Scan the entries line by line and return those with "super".
── Input records
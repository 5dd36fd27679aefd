use std::time::Duration;

use tracing::{debug, trace, warn};

use crate::audio::{MediaBackend, MediaError, MediaEvent, MediaEventKind, Volume};
use crate::library::{Playlist, Track, TrackId};
use crate::player::{LoadOutcome, PlayerView};

use super::intent::Intent;
use super::state::{PlaybackState, PlayerStatus};

/// Knobs that come from configuration and the command line.
#[derive(Debug, Clone, Copy)]
pub struct CoordinatorOptions {
    pub volume: Volume,
    /// Start playback as soon as a handle is ready.
    pub autoplay: bool,
    /// Fade applied when a handle is replaced.
    pub release_fade: Duration,
}

impl Default for CoordinatorOptions {
    fn default() -> Self {
        Self {
            volume: Volume::default(),
            autoplay: true,
            release_fade: Duration::ZERO,
        }
    }
}

/// Owns [`PlaybackState`] and applies the transition rules.
///
/// Media failures never escape: they land in `PlaybackState::error` and the
/// state falls back to `Idle` with the track still selected.
pub struct Coordinator<B: MediaBackend> {
    playlist: Playlist,
    state: PlaybackState,
    player: PlayerView<B>,
    autoplay: bool,
}

impl<B: MediaBackend> Coordinator<B> {
    pub fn new(playlist: Playlist, backend: B, options: CoordinatorOptions) -> Self {
        Self {
            playlist,
            state: PlaybackState::new(options.volume),
            player: PlayerView::new(backend, options.release_fade),
            autoplay: options.autoplay,
        }
    }

    pub fn state(&self) -> &PlaybackState {
        &self.state
    }

    pub fn playlist(&self) -> &Playlist {
        &self.playlist
    }

    pub fn player(&self) -> &PlayerView<B> {
        &self.player
    }

    pub fn selected_track(&self) -> Option<&Track> {
        self.state
            .selected
            .as_ref()
            .and_then(|id| self.playlist.get(id))
    }

    pub fn dispatch(&mut self, intent: Intent) {
        trace!(?intent, status = %self.state.status, "dispatch");
        match intent {
            Intent::SelectAndPlay(id) => self.select_and_play(&id),
            Intent::TogglePlayPause(id) => {
                if self.state.is_selected(&id) {
                    self.toggle();
                } else {
                    self.select_and_play(&id);
                }
            }
        }
    }

    fn select_and_play(&mut self, id: &TrackId) {
        let Some(track) = self.playlist.get(id).cloned() else {
            warn!(track = %id, "intent for unknown track");
            return;
        };

        if !self.state.is_selected(id) {
            self.load(&track);
            return;
        }
        match self.state.status {
            // Already on its way; a repeated click changes nothing.
            PlayerStatus::Playing | PlayerStatus::Loading => {}
            PlayerStatus::Paused => self.resume(),
            PlayerStatus::Ended => self.restart(),
            PlayerStatus::Idle => self.load(&track),
        }
    }

    fn toggle(&mut self) {
        match self.state.status {
            PlayerStatus::Playing => self.pause(),
            PlayerStatus::Paused => self.resume(),
            PlayerStatus::Ended => self.restart(),
            PlayerStatus::Loading => trace!("toggle ignored while loading"),
            PlayerStatus::Idle => {
                if let Some(track) = self.selected_track().cloned() {
                    self.load(&track);
                }
            }
        }
    }

    fn set_status(&mut self, to: PlayerStatus) {
        if self.state.status != to {
            debug!(from = %self.state.status, %to, "transition");
            self.state.status = to;
        }
    }

    fn load(&mut self, track: &Track) {
        self.state.selected = Some(track.id.clone());
        self.state.progress = Duration::ZERO;
        self.state.duration = track.duration;
        self.state.error = None;
        self.set_status(PlayerStatus::Loading);

        match self.player.enter_loading(track, self.state.volume) {
            LoadOutcome::Attached(_) => {}
            LoadOutcome::NoSource => {
                debug!(track = %track.id, "track has no audio source");
                self.set_status(PlayerStatus::Idle);
            }
            LoadOutcome::Failed(e) => self.fail(e),
        }
    }

    fn pause(&mut self) {
        match self.player.pause() {
            Ok(()) => self.set_status(PlayerStatus::Paused),
            Err(e) => self.fail(e),
        }
    }

    /// Start the attached handle; a refused start leaves it paused.
    fn resume(&mut self) {
        match self.player.start() {
            Ok(()) => self.set_status(PlayerStatus::Playing),
            Err(MediaError::Blocked) => {
                debug!("playback start blocked; waiting for an explicit play");
                self.set_status(PlayerStatus::Paused);
            }
            Err(e) => self.fail(e),
        }
    }

    fn restart(&mut self) {
        self.state.progress = Duration::ZERO;
        match self.player.restart() {
            Ok(()) => self.set_status(PlayerStatus::Playing),
            Err(MediaError::Blocked) => self.set_status(PlayerStatus::Paused),
            Err(e) => self.fail(e),
        }
    }

    fn fail(&mut self, error: MediaError) {
        warn!(track = ?self.state.selected, %error, "can't play track");
        self.player.release();
        self.state.progress = Duration::ZERO;
        self.state.error = Some(error.to_string());
        self.set_status(PlayerStatus::Idle);
    }

    /// Apply one event from the media layer.
    pub fn handle_media_event(&mut self, event: MediaEvent) {
        if !self.player.owns(event.handle) {
            trace!(handle = %event.handle, kind = ?event.kind, "stale media event");
            return;
        }

        match event.kind {
            MediaEventKind::Ready { duration } => {
                if self.state.status != PlayerStatus::Loading {
                    return;
                }
                self.state.duration = duration.or(self.state.duration);
                if self.autoplay {
                    self.resume();
                } else {
                    self.set_status(PlayerStatus::Paused);
                }
            }
            MediaEventKind::Progress { position } => {
                if self.state.is_playing() {
                    self.state.progress = self.clamp_position(position);
                }
            }
            MediaEventKind::Ended => {
                if matches!(
                    self.state.status,
                    PlayerStatus::Playing | PlayerStatus::Paused
                ) {
                    self.state.progress = Duration::ZERO;
                    self.set_status(PlayerStatus::Ended);
                    if let Err(e) = self.player.rewind() {
                        self.fail(e);
                    }
                }
            }
            MediaEventKind::Failed(e) => self.fail(e),
        }
    }

    fn clamp_position(&self, position: Duration) -> Duration {
        match self.state.duration {
            Some(d) => position.min(d),
            None => position,
        }
    }

    /// Volume is independent of the track and never changes the status.
    pub fn set_volume(&mut self, volume: Volume) {
        self.state.volume = volume;
        self.player.apply_volume(volume);
    }

    pub fn adjust_volume(&mut self, delta: i32) {
        self.set_volume(self.state.volume.step(delta));
    }

    /// Jump to `position` in the current track. Only honoured while playing
    /// or paused.
    pub fn seek_to(&mut self, position: Duration) {
        if !matches!(
            self.state.status,
            PlayerStatus::Playing | PlayerStatus::Paused
        ) {
            return;
        }
        let position = self.clamp_position(position);
        match self.player.seek(position) {
            Ok(()) => self.state.progress = position,
            Err(e) => self.fail(e),
        }
    }

    pub fn seek_by(&mut self, seconds: i64) {
        let delta = Duration::from_secs(seconds.unsigned_abs());
        let target = if seconds < 0 {
            self.state.progress.saturating_sub(delta)
        } else {
            self.state.progress + delta
        };
        self.seek_to(target);
    }

    /// Seek to a fraction of the known duration.
    pub fn seek_to_fraction(&mut self, fraction: f64) {
        if let Some(d) = self.state.duration {
            self.seek_to(d.mul_f64(fraction.clamp(0.0, 1.0)));
        }
    }

    /// Release the handle for good, e.g. on quit.
    pub fn unmount(&mut self, fade_out: Duration) {
        self.player.unmount(fade_out);
        self.state.progress = Duration::ZERO;
        self.set_status(PlayerStatus::Idle);
    }
}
────
_Output for this task_
use super::intent::Intent;
use super::state::{PlaybackState, PlayerStatus};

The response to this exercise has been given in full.